Our little dog escaped via the front door and gleefully ran through the neighbourhood, totally unaware of the dangers, with J and I and others in hot pursued. I wish I could be as free from fear as he is.
I was at Sissinghurst Gardens the other day. I was deeply touched by the sheer wonder of it all. I couldn’t help but think of the link between wonder and compassion, because that’s what I felt too, a wave of compassion for it all. No doubt, wonder and compassion are inextricably linked.
Do Daffodils smile? Poets say they do. Walking on the sidewalk yesterday I came across these. I stopped and watched them rocking to and fro in the wind. I detected an expression of glee in their yellow faces, and then I saw it – they were smiling.

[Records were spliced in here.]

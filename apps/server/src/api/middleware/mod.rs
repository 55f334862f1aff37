//! Middleware stack for the API

pub mod layers;
pub mod request_id;

pub use layers::trace;
pub use request_id::request_id_middleware;
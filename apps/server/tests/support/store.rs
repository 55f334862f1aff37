use std::collections::BTreeMap;
use std::sync::Mutex;

use accounts::{db::AccountStore, models::AccountOut, Error, Result};
use accounts_filter::{CompiledQuery, Like, ValidatedAccount, ValidatedUpdate};
use async_trait::async_trait;

/// In-memory store that records what the handlers hand it.
#[derive(Default)]
pub struct RecordingStore {
    pub queries: Mutex<Vec<CompiledQuery>>,
    pub accounts: Mutex<BTreeMap<i32, ValidatedAccount>>,
    pub updates: Mutex<Vec<ValidatedUpdate>>,
    pub likes: Mutex<Vec<Like>>,
    /// Rows returned by every filter call.
    pub results: Mutex<Vec<AccountOut>>,
}

impl RecordingStore {
    pub fn last_query(&self) -> Option<CompiledQuery> {
        self.queries.lock().unwrap().last().cloned()
    }

    pub fn set_results(&self, rows: Vec<AccountOut>) {
        *self.results.lock().unwrap() = rows;
    }
}

#[async_trait]
impl AccountStore for RecordingStore {
    async fn filter_accounts(&self, query: &CompiledQuery) -> Result<Vec<AccountOut>> {
        self.queries.lock().unwrap().push(query.clone());
        Ok(self.results.lock().unwrap().clone())
    }

    async fn add_account(&self, account: ValidatedAccount) -> Result<()> {
        let mut accounts = self.accounts.lock().unwrap();
        if accounts.contains_key(&account.id) || accounts.values().any(|a| a.email == account.email) {
            return Err(Error::Conflict(format!("account {} exists", account.id)));
        }
        accounts.insert(account.id, account);
        Ok(())
    }

    async fn update_account(&self, update: ValidatedUpdate) -> Result<()> {
        if !self.accounts.lock().unwrap().contains_key(&update.id) {
            return Err(Error::NotFound(format!("account {}", update.id)));
        }
        self.updates.lock().unwrap().push(update);
        Ok(())
    }

    async fn add_likes(&self, likes: Vec<Like>) -> Result<()> {
        self.likes.lock().unwrap().extend(likes);
        Ok(())
    }
}
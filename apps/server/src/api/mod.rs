//! API layer - routes, handlers, and middleware

pub mod handlers;
pub mod middleware;
pub mod routes;

use crate::state::AppState;
use axum::{
    extract::DefaultBodyLimit,
    response::{IntoResponse, Json},
    routing::get,
    Router,
};
use serde_json::json;

/// Create the main application router
pub fn create_router(state: AppState) -> Router {
    let max_body_size = state.config.server.max_request_body_size;

    Router::new()
        .route("/health", get(health_check))
        .merge(routes::accounts::account_routes())
        .with_state(state)
        // Middleware (applied in reverse order)
        .layer(axum::middleware::from_fn(middleware::request_id_middleware))
        .layer(middleware::trace())
        .layer(DefaultBodyLimit::max(max_body_size))
}

async fn health_check() -> impl IntoResponse {
    Json(json!({
        "status": "ok",
        "service": "accounts-server"
    }))
}
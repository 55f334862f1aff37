//! Accounts server
//!
//! HTTP service over the account dataset:
//! - Filtered account search compiled to parameterized SQL
//! - Account creation and partial updates with city/country get-or-create
//! - Bulk like ingestion

pub mod api;
pub mod config;
pub mod db;
pub mod error;
pub mod logging;
pub mod models;
pub mod state;

pub use config::Config;
pub use error::{Error, Result};
pub use state::AppState;
//! Account filter compiler.
//!
//! Turns untrusted `field` / `field_operator` request parameters into a
//! parameterized Postgres statement, and builds the statements used by the
//! account write path.
//!
//! ```
//! use accounts_filter::{compile, FieldSchema};
//!
//! let items = vec![
//!     ("sex_eq".to_string(), "m".to_string()),
//!     ("limit".to_string(), "10".to_string()),
//!     ("query_id".to_string(), "1".to_string()),
//! ];
//! let query = compile(FieldSchema::accounts(), &items).unwrap();
//! assert!(query.sql.contains("account.sex = $1"));
//! ```

#![forbid(unsafe_code)]

pub mod account;
pub mod assembler;
pub mod constraints;
pub mod error;
mod escape;
pub mod params;
pub mod predicate;
pub mod schema;
pub mod upsert;
pub mod value;
pub mod write;

pub use account::{
    AccountInput, AccountUpdate, Like, LikesInput, Premium, ValidatedAccount, ValidatedUpdate,
};
pub use assembler::{compile, compile_at, CompiledQuery, ProjectedColumn, QueryAssembler};
pub use error::{Error, Result};
pub use params::{FilterSet, ParameterParser, QueryParam};
pub use predicate::{CompiledPredicate, PredicateCompiler};
pub use schema::{Field, FieldDescriptor, FieldSchema, JoinSpec, Operator, Table, ValueType};
pub use upsert::{lookup_upsert, LookupTable};
pub use value::{BindValue, SqlType, Value};
pub use write::{
    compile_account_exists, compile_account_insert, compile_account_update,
    compile_interests_insert, compile_likes_insert, Statement,
};
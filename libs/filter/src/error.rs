use thiserror::Error;

pub type Result<T> = std::result::Result<T, Error>;

#[derive(Debug, Clone, PartialEq, Eq, Error)]
pub enum Error {
    #[error("missing required parameter '{0}'")]
    MissingRequiredParameter(&'static str),

    #[error("unknown field '{0}'")]
    UnknownField(String),

    #[error("operator '{operator}' is not supported for field '{field}'")]
    UnknownOperator { field: String, operator: String },

    #[error("wrong number of values for '{0}'")]
    WrongArity(String),

    #[error("empty value for '{0}'")]
    EmptyValue(String),

    #[error("invalid value for '{param}': {value:?}")]
    InvalidValue { param: String, value: String },

    #[error("value for '{param}' is out of range: {reason}")]
    OutOfRange { param: String, reason: String },

    #[error("missing field '{0}'")]
    MissingField(&'static str),

    #[error("internal invariant violated: {0}")]
    InternalInvariantViolation(String),
}

impl Error {
    /// `true` for errors caused by the request; `false` for programmer defects.
    pub fn is_client_error(&self) -> bool {
        !matches!(self, Error::InternalInvariantViolation(_))
    }

    pub(crate) fn invalid(param: &str, value: &str) -> Self {
        Error::InvalidValue {
            param: param.to_string(),
            value: value.to_string(),
        }
    }

    pub(crate) fn out_of_range(param: &str, reason: impl Into<String>) -> Self {
        Error::OutOfRange {
            param: param.to_string(),
            reason: reason.into(),
        }
    }
}
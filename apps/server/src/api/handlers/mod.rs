//! Request handlers for API endpoints
//!
//! Handlers coordinate between routes and the store, handling:
//! - Request extraction and validation
//! - Filter compilation
//! - Response formatting

pub mod accounts;

pub use accounts::*;
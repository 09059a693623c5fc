//! Per-root content cache (component C).
//!
//! Scoped to a translation-unit root: maps a filename to its full byte
//! content, loaded lazily on first access. A root built from in-memory text
//! pre-seeds the cache so `raw_signature()` never touches the filesystem.

use std::collections::HashMap;
use std::fs;
use std::sync::Arc;

use parking_lot::Mutex;

use astmatch_error::{Error, ErrorKind, Result};

/// Thread-safe, lazily-populated byte cache keyed by filename.
#[derive(Default)]
pub struct ContentCache {
    files: Mutex<HashMap<String, Arc<[u8]>>>,
}

impl ContentCache {
    pub fn new() -> Self {
        Self::default()
    }

    /// Pre-seed the cache with in-memory content so a later `get_content`
    /// for this filename never reads from disk.
    pub fn seed(&self, filename: impl Into<String>, content: impl Into<Arc<[u8]>>) {
        self.files.lock().insert(filename.into(), content.into());
    }

    /// Return the UTF-8 slice `[start, end)` of `filename`'s content,
    /// reading and caching the whole file on first access.
    pub fn get_content(&self, filename: &str, start: usize, end: usize) -> Result<String> {
        if start == end {
            return Ok(String::new());
        }
        let bytes = self.load(filename)?;
        let slice = bytes.get(start..end).ok_or_else(|| {
            Error::new(
                ErrorKind::Unexpected,
                format!(
                    "byte range {start}..{end} out of bounds for {filename} ({} bytes)",
                    bytes.len()
                ),
            )
        })?;
        String::from_utf8(slice.to_vec())
            .map_err(|e| Error::new(ErrorKind::EncodingError, e.to_string()).set_source(e))
    }

    fn load(&self, filename: &str) -> Result<Arc<[u8]>> {
        if let Some(existing) = self.files.lock().get(filename) {
            return Ok(existing.clone());
        }
        tracing::debug!(file = filename, "content_cache: loading file from disk");
        let content: Arc<[u8]> = fs::read(filename)
            .map_err(|e| {
                Error::from(e)
                    .with_operation("content_cache::get_content")
                    .with_context("file", filename.to_string())
            })?
            .into();
        self.files.lock().insert(filename.to_string(), content.clone());
        Ok(content)
    }
}

#[cfg(test)]
mod tests {
    use super::*;

    #[test]
    fn seeded_content_is_sliced_without_disk_access() {
        let cache = ContentCache::new();
        cache.seed("test.cpp", Arc::<[u8]>::from(b"int a = 3;".as_slice()));
        assert_eq!(cache.get_content("test.cpp", 0, 3).unwrap(), "int");
        assert_eq!(cache.get_content("test.cpp", 4, 5).unwrap(), "a");
    }

    #[test]
    fn zero_length_range_is_empty_without_touching_cache() {
        let cache = ContentCache::new();
        assert_eq!(cache.get_content("missing.cpp", 4, 4).unwrap(), "");
    }

    #[test]
    fn missing_file_surfaces_io_error() {
        let cache = ContentCache::new();
        let err = cache.get_content("/nonexistent/path/astmatch.cpp", 0, 1);
        assert!(err.is_err());
    }
}
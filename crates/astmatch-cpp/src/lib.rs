//! `tree-sitter-cpp`-backed AST provider and pattern factory.
//!
//! This crate is the one concrete, production-usable collaborator for
//! `astmatch-core`'s provider-agnostic matching engine: it parses real C++
//! source with `tree-sitter-cpp` and compiles pattern fragments into
//! pattern subtrees by splicing them into a minimal stub and letting the
//! same parser build the tree.

mod node;
mod pattern_factory;
mod properties;
mod provider;

pub use node::CppNode;
pub use pattern_factory::PatternFactory;
pub use provider::CppProvider;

If there’s one thing this Pandemic has taught us over the past year, it is this: rugged and exaggerated forms of individualism are dangerous. I’ve never been more aware of the strengths of community as I am now. George Bernard Shaw said, “I am of the opinion that my life belongs to the whole community and as long as I live, it is my privilege to do for it whatever I can.”
If we want the future to be ethically moral and compassionately successful, we have to shift ourselves from the mindset of “I” to the mindset of “we.”
This is the Peace garden at The Friars, an ancient Carmelite Priory in Aylesford, Kent. I have often sat in this garden and left through those doors with a perspective far different from the one I came in with. For me, it’s one of those special places we all have, where we find balance, sanity and direction.
The world between close friends takes on a life of its own. It’s a world where speech is often not needed and where nothing really has to be proved. Assumption and intuition flourish without sanction, and trust is never mentioned. A “knowing” permeates this special world.
I enjoy walking through the woods. Whenever an opportunity to do so presents itself, I welcome it. There’s something so idyllic and peaceful about it. However, there’s also something a little strange about it. Many spaces in the woods have a wonderfully welcoming atmosphere about them, and lingering in them can be so uplifting and energising; but, there are also spaces that feel decidedly uncomfortable, disconcerting, even a little malevolent, and the feeling to get away is intense. Strange, I’ve never been able to understand this contradiction. It’s a mystery to me, and I’ve come to accept it like that – even been in awe of it at times.
“The man who sees both sides of a question is a man who sees nothing at all.”
So says, Oscar Wilde. Not sure I agree. The person who sees both sides is precisely the person who sees. But if it simply means seeing both sides with nothing flowing from it, then the person does see nothing at all.
The ability to see both sides of an issue needs to inform and lead to decision and action. Only holistic seeing and thinking nurtures wise opinion, decision and action.